[YOUR TASK] All of the records should come back exactly as written.

[RECORDS FOR THIS TASK]
impl<K, V> RankTree<K, V> {
    fn do_insert(node: Option<Box<Node<K, V>>>, key: K, value: V) -> Upsert<K, V>
    where
        K: Ord,
    {
        let mut node = match node {
            Some(node) => node,
            None => return (Box::new(Node::new(key, value)), None),
        };

        match node.key.cmp(&key) {
            Ordering::Greater => {
                let (left, rejected) = Self::do_insert(node.left.take(), key, value);
                node.left = Some(left);
                match rejected {
                    None => (rebalance(node), None),
                    rejected => (node, rejected),
                }
            }
            Ordering::Less => {
                let (right, rejected) = Self::do_insert(node.right.take(), key, value);
                node.right = Some(right);
                match rejected {
                    None => (rebalance(node), None),
                    rejected => (node, rejected),
                }
            }
            Ordering::Equal => (node, Some((key, value))),
        }
    }

    fn do_remove<Q>(node: Option<Box<Node<K, V>>>, key: &Q) -> Delete<K, V>
    where
        K: Borrow<Q>,
        Q: Ord + ?Sized,
    {
        let mut node = match node {
            None => return (None, None),
            Some(node) => node,
        };

        match node.key.borrow().cmp(key) {
            Ordering::Greater => {
                let (left, entry) = Self::do_remove(node.left.take(), key);
                node.left = left;
                match entry {
                    None => (Some(node), None),
                    entry => (Some(rebalance(node)), entry),
                }
            }
            Ordering::Less => {
                let (right, entry) = Self::do_remove(node.right.take(), key);
                node.right = right;
                match entry {
                    None => (Some(node), None),
                    entry => (Some(rebalance(node)), entry),
                }
            }
            Ordering::Equal => match (node.left.take(), node.right.take()) {
                // leaf, the subtree vanishes.
                (None, None) => (None, Some(node.into_entry())),
                // single child takes over the position.
                (Some(child), None) | (None, Some(child)) => (Some(child), Some(node.into_entry())),
                // two children, in-order successor takes over key and value.
                (left, Some(right)) => {
                    let (right, mut successor) = Self::remove_min(right);
                    mem::swap(&mut node.key, &mut successor.key);
                    mem::swap(&mut node.value, &mut successor.value);
                    node.left = left;
                    node.right = right;
                    (Some(rebalance(node)), Some(successor.into_entry()))
                }
            },
        }
    }

    fn remove_min(mut node: Box<Node<K, V>>) -> Delmin<K, V> {
        match node.left.take() {
            None => {
                let right = node.right.take();
                (right, node)
            }
            Some(left) => {
                let (left, min) = Self::remove_min(left);
                node.left = left;
                (Some(rebalance(node)), min)
            }
        }
    }

    fn search<Q>(&self, key: &Q) -> Option<&Node<K, V>>
    where
        K: Borrow<Q>,
        Q: Ord + ?Sized,
    {
        let mut node = self.root.as_deref();
        while let Some(nref) = node {
            node = match nref.key.borrow().cmp(key) {
                Ordering::Less => nref.as_right_ref(),
                Ordering::Greater => nref.as_left_ref(),
                Ordering::Equal => return Some(nref),
            };
        }
        None
    }

    // children of `node` in rank order, near side holds the lower ranks.
    #[inline]
    fn near<'a>(&self, node: &'a Node<K, V>) -> Option<&'a Node<K, V>> {
        match self.order {
            Order::Ascending => node.as_left_ref(),
            Order::Descending => node.as_right_ref(),
        }
    }

    #[inline]
    fn far<'a>(&self, node: &'a Node<K, V>) -> Option<&'a Node<K, V>> {
        match self.order {
            Order::Ascending => node.as_right_ref(),
            Order::Descending => node.as_left_ref(),
        }
    }

    fn select(&self, rank: usize) -> Result<&Node<K, V>> {
        let n = self.len();
        if rank == 0 || rank > n {
            return err_at!(RankOutOfRange, msg: "rank {} not in 1..={}", rank, n);
        }

        let (mut node, mut rank) = (self.root.as_deref(), rank);
        while let Some(nref) = node {
            let near = self.near(nref);
            let skip = node::rank(near);
            node = match (rank - 1).cmp(&skip) {
                Ordering::Equal => return Ok(nref),
                Ordering::Less => near,
                Ordering::Greater => {
                    rank -= skip + 1;
                    self.far(nref)
                }
            };
        }
        err_at!(Fatal, msg: "select(): rank cache out of sync, {}", rank)
    }

    // return (height, rank) of the validated subtree, every key in it
    // must lie strictly between `lower` and `upper` inherited from the
    // ancestors.
    fn validate_tree(
        node: Option<&Node<K, V>>,
        lower: Option<&K>,
        upper: Option<&K>,
    ) -> Result<(usize, usize)>
    where
        K: Ord + fmt::Debug,
    {
        let node = match node {
            Some(node) => node,
            None => return Ok((0, 0)),
        };

        if let Some(lower) = lower {
            if node.key.le(lower) {
                return err_at!(Fatal, msg: "sort key:{:?} lower:{:?}", node.key, lower);
            }
        }
        if let Some(upper) = upper {
            if node.key.ge(upper) {
                return err_at!(Fatal, msg: "sort key:{:?} upper:{:?}", node.key, upper);
            }
        }

        let (left, right) = (node.as_left_ref(), node.as_right_ref());
        let (lheight, lrank) = Self::validate_tree(left, lower, Some(&node.key))?;
        let (rheight, rrank) = Self::validate_tree(right, Some(&node.key), upper)?;

        let height = 1 + cmp::max(lheight, rheight);
        if node.height != height {
            return err_at!(Fatal, msg: "height {} != {} at {:?}", node.height, height, node.key);
        }
        let rank = 1 + lrank + rrank;
        if node.rank != rank {
            return err_at!(Fatal, msg: "rank {} != {} at {:?}", node.rank, rank, node.key);
        }
        if lheight.max(rheight) - lheight.min(rheight) > 1 {
            return err_at!(Fatal, msg: "unbalanced {} {} at {:?}", lheight, rheight, node.key);
        }

        Ok((height, rank))
    }
}

impl<K, V> fmt::Debug for RankTree<K, V>
where
    K: fmt::Debug,
    V: fmt::Debug,
{
    fn fmt(&self, f: &mut fmt::Formatter) -> fmt::Result {
        f.debug_map().entries(self.iter()).finish()
    }
}

impl<K, V> FromIterator<(K, V)> for RankTree<K, V>
where
    K: Ord,
{
    /// Later duplicates of a key are dropped.
    fn from_iter<I: IntoIterator<Item = (K, V)>>(iter: I) -> RankTree<K, V> {
        let mut index = RankTree::new();
        let mut n_dups = 0;
        for (key, value) in iter {
            if index.try_insert(key, value).is_err() {
                n_dups += 1;
            }
        }
        if n_dups > 0 {
            debug!("from_iter: dropped {} duplicate keys", n_dups);
        }
        index
    }
}

impl<'a, K, V> IntoIterator for &'a RankTree<K, V> {
    type Item = (&'a K, &'a V);
    type IntoIter = Iter<'a, K, V>;

    fn into_iter(self) -> Iter<'a, K, V> {
        self.iter()
    }
}

/// In-order iterator over a [RankTree], refer to [RankTree::iter].
pub struct Iter<'a, K, V> {
    paths: Vec<&'a Node<K, V>>,
    remaining: usize,
}

impl<'a, K, V> Iterator for Iter<'a, K, V> {
    type Item = (&'a K, &'a V);

    fn next(&mut self) -> Option<Self::Item> {
        let node = self.paths.pop()?;
        build_iter(node.as_right_ref(), &mut self.paths);
        self.remaining -= 1;
        Some((&node.key, &node.value))
    }

    fn size_hint(&self) -> (usize, Option<usize>) {
        (self.remaining, Some(self.remaining))
    }
}

impl<'a, K, V> ExactSizeIterator for Iter<'a, K, V> {}

// push `node` and its chain of left children.
fn build_iter<'a, K, V>(mut node: Option<&'a Node<K, V>>, paths: &mut Vec<&'a Node<K, V>>) {
    while let Some(nref) = node {
        paths.push(nref);
        node = nref.as_left_ref();
    }
}

fn drain_tree<K, V>(node: Option<Box<Node<K, V>>>, entries: &mut Vec<(K, V)>) {
    if let Some(mut node) = node {
        drain_tree(node.left.take(), entries);
        let right = node.right.take();
        entries.push(node.into_entry());
        drain_tree(right, entries);
    }
}

#[cfg(test)]
#[path = "tree_test.rs"]
mod tree_test;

[WRITTEN ANSWER]
impl<K, V> RankTree<K, V> {
    fn do_insert(node: Option<Box<Node<K, V>>>, key: K, value: V) -> Upsert<K, V>
    where
        K: Ord,
    {
        let mut node = match node {
            Some(node) => node,
            None => return (Box::new(Node::new(key, value)), None),
        };

        match node.key.cmp(&key) {
            Ordering::Greater => {
                let (left, rejected) = Self::do_insert(node.left.take(), key, value);
                node.left = Some(left);
                match rejected {
                    None => (rebalance(node), None),
                    rejected => (node, rejected),
                }
            }
            Ordering::Less => {
                let (right, rejected) = Self::do_insert(node.right.take(), key, value);
                node.right = Some(right);
                match rejected {
                    None => (rebalance(node), None),
                    rejected => (node, rejected),
                }
            }
            Ordering::Equal => (node, Some((key, value))),
        }
    }

    fn do_remove<Q>(node: Option<Box<Node<K, V>>>, key: &Q) -> Delete<K, V>
    where
        K: Borrow<Q>,
        Q: Ord + ?Sized,
    {
        let mut node = match node {
            None => return (None, None),
            Some(node) => node,
        };

        match node.key.borrow().cmp(key) {
            Ordering::Greater => {
                let (left, entry) = Self::do_remove(node.left.take(), key);
                node.left = left;
                match entry {
                    None => (Some(node), None),
                    entry => (Some(rebalance(node)), entry),
                }
            }
            Ordering::Less => {
                let (right, entry) = Self::do_remove(node.right.take(), key);
                node.right = right;
                match entry {
                    None => (Some(node), None),
                    entry => (Some(rebalance(node)), entry),
                }
            }
            Ordering::Equal => match (node.left.take(), node.right.take()) {
                // leaf, the subtree vanishes.
                (None, None) => (None, Some(node.into_entry())),
                // single child takes over the position.
                (Some(child), None) | (None, Some(child)) => (Some(child), Some(node.into_entry())),
                // two children, in-order successor takes over key and value.
                (left, Some(right)) => {
                    let (right, mut successor) = Self::remove_min(right);
                    mem::swap(&mut node.key, &mut successor.key);
                    mem::swap(&mut node.value, &mut successor.value);
                    node.left = left;
                    node.right = right;
                    (Some(rebalance(node)), Some(successor.into_entry()))
                }
            },
        }
    }

    fn remove_min(mut node: Box<Node<K, V>>) -> Delmin<K, V> {
        match node.left.take() {
            None => {
                let right = node.right.take();
                (right, node)
            }
            Some(left) => {
                let (left, min) = Self::remove_min(left);
                node.left = left;
                (Some(rebalance(node)), min)
            }
        }
    }

    fn search<Q>(&self, key: &Q) -> Option<&Node<K, V>>
    where
        K: Borrow<Q>,
        Q: Ord + ?Sized,
    {
        let mut node = self.root.as_deref();
        while let Some(nref) = node {
            node = match nref.key.borrow().cmp(key) {
                Ordering::Less => nref.as_right_ref(),
                Ordering::Greater => nref.as_left_ref(),
                Ordering::Equal => return Some(nref),
            };
        }
        None
    }

    // children of `node` in rank order, near side holds the lower ranks.
    #[inline]
    fn near<'a>(&self, node: &'a Node<K, V>) -> Option<&'a Node<K, V>> {
        match self.order {
            Order::Ascending => node.as_left_ref(),
            Order::Descending => node.as_right_ref(),
        }
    }

    #[inline]
    fn far<'a>(&self, node: &'a Node<K, V>) -> Option<&'a Node<K, V>> {
        match self.order {
            Order::Ascending => node.as_right_ref(),
            Order::Descending => node.as_left_ref(),
        }
    }

    fn select(&self, rank: usize) -> Result<&Node<K, V>> {
        let n = self.len();
        if rank == 0 || rank > n {
            return err_at!(RankOutOfRange, msg: "rank {} not in 1..={}", rank, n);
        }

        let (mut node, mut rank) = (self.root.as_deref(), rank);
        while let Some(nref) = node {
            let near = self.near(nref);
            let skip = node::rank(near);
            node = match (rank - 1).cmp(&skip) {
                Ordering::Equal => return Ok(nref),
                Ordering::Less => near,
                Ordering::Greater => {
                    rank -= skip + 1;
                    self.far(nref)
                }
            };
        }
        err_at!(Fatal, msg: "select(): rank cache out of sync, {}", rank)
    }

    // return (height, rank) of the validated subtree, every key in it
    // must lie strictly between `lower` and `upper` inherited from the
    // ancestors.
    fn validate_tree(
        node: Option<&Node<K, V>>,
        lower: Option<&K>,
        upper: Option<&K>,
    ) -> Result<(usize, usize)>
    where
        K: Ord + fmt::Debug,
    {
        let node = match node {
            Some(node) => node,
            None => return Ok((0, 0)),
        };

        if let Some(lower) = lower {
            if node.key.le(lower) {
                return err_at!(Fatal, msg: "sort key:{:?} lower:{:?}", node.key, lower);
            }
        }
        if let Some(upper) = upper {
            if node.key.ge(upper) {
                return err_at!(Fatal, msg: "sort key:{:?} upper:{:?}", node.key, upper);
            }
        }

        let (left, right) = (node.as_left_ref(), node.as_right_ref());
        let (lheight, lrank) = Self::validate_tree(left, lower, Some(&node.key))?;
        let (rheight, rrank) = Self::validate_tree(right, Some(&node.key), upper)?;

        let height = 1 + cmp::max(lheight, rheight);
        if node.height != height {
            return err_at!(Fatal, msg: "height {} != {} at {:?}", node.height, height, node.key);
        }
        let rank = 1 + lrank + rrank;
        if node.rank != rank {
            return err_at!(Fatal, msg: "rank {} != {} at {:?}", node.rank, rank, node.key);
        }
        if lheight.max(rheight) - lheight.min(rheight) > 1 {
            return err_at!(Fatal, msg: "unbalanced {} {} at {:?}", lheight, rheight, node.key);
        }

        Ok((height, rank))
    }
}

impl<K, V> fmt::Debug for RankTree<K, V>
where
    K: fmt::Debug,
    V: fmt::Debug,
{
    fn fmt(&self, f: &mut fmt::Formatter) -> fmt::Result {
        f.debug_map().entries(self.iter()).finish()
    }
}

impl<K, V> FromIterator<(K, V)> for RankTree<K, V>
where
    K: Ord,
{
    /// Later duplicates of a key are dropped.
    fn from_iter<I: IntoIterator<Item = (K, V)>>(iter: I) -> RankTree<K, V> {
        let mut index = RankTree::new();
        let mut n_dups = 0;
        for (key, value) in iter {
            if index.try_insert(key, value).is_err() {
                n_dups += 1;
            }
        }
        if n_dups > 0 {
            debug!("from_iter: dropped {} duplicate keys", n_dups);
        }
        index
    }
}

impl<'a, K, V> IntoIterator for &'a RankTree<K, V> {
    type Item = (&'a K, &'a V);
    type IntoIter = Iter<'a, K, V>;

    fn into_iter(self) -> Iter<'a, K, V> {
        self.iter()
    }
}

/// In-order iterator over a [RankTree], refer to [RankTree::iter].
pub struct Iter<'a, K, V> {
    paths: Vec<&'a Node<K, V>>,
    remaining: usize,
}

impl<'a, K, V> Iterator for Iter<'a, K, V> {
    type Item = (&'a K, &'a V);

    fn next(&mut self) -> Option<Self::Item> {
        let node = self.paths.pop()?;
        build_iter(node.as_right_ref(), &mut self.paths);
        self.remaining -= 1;
        Some((&node.key, &node.value))
    }

    fn size_hint(&self) -> (usize, Option<usize>) {
        (self.remaining, Some(self.remaining))
    }
}

impl<'a, K, V> ExactSizeIterator for Iter<'a, K, V> {}

// push `node` and its chain of left children.
fn build_iter<'a, K, V>(mut node: Option<&'a Node<K, V>>, paths: &mut Vec<&'a Node<K, V>>) {
    while let Some(nref) = node {
        paths.push(nref);
        node = nref.as_left_ref();
    }
}

fn drain_tree<K, V>(node: Option<Box<Node<K, V>>>, entries: &mut Vec<(K, V)>) {
    if let Some(mut node) = node {
        drain_tree(node.left.take(), entries);
        let right = node.right.take();
        entries.push(node.into_entry());
        drain_tree(right, entries);
    }
}

#[cfg(test)]
#[path = "tree_test.rs"]
mod tree_test;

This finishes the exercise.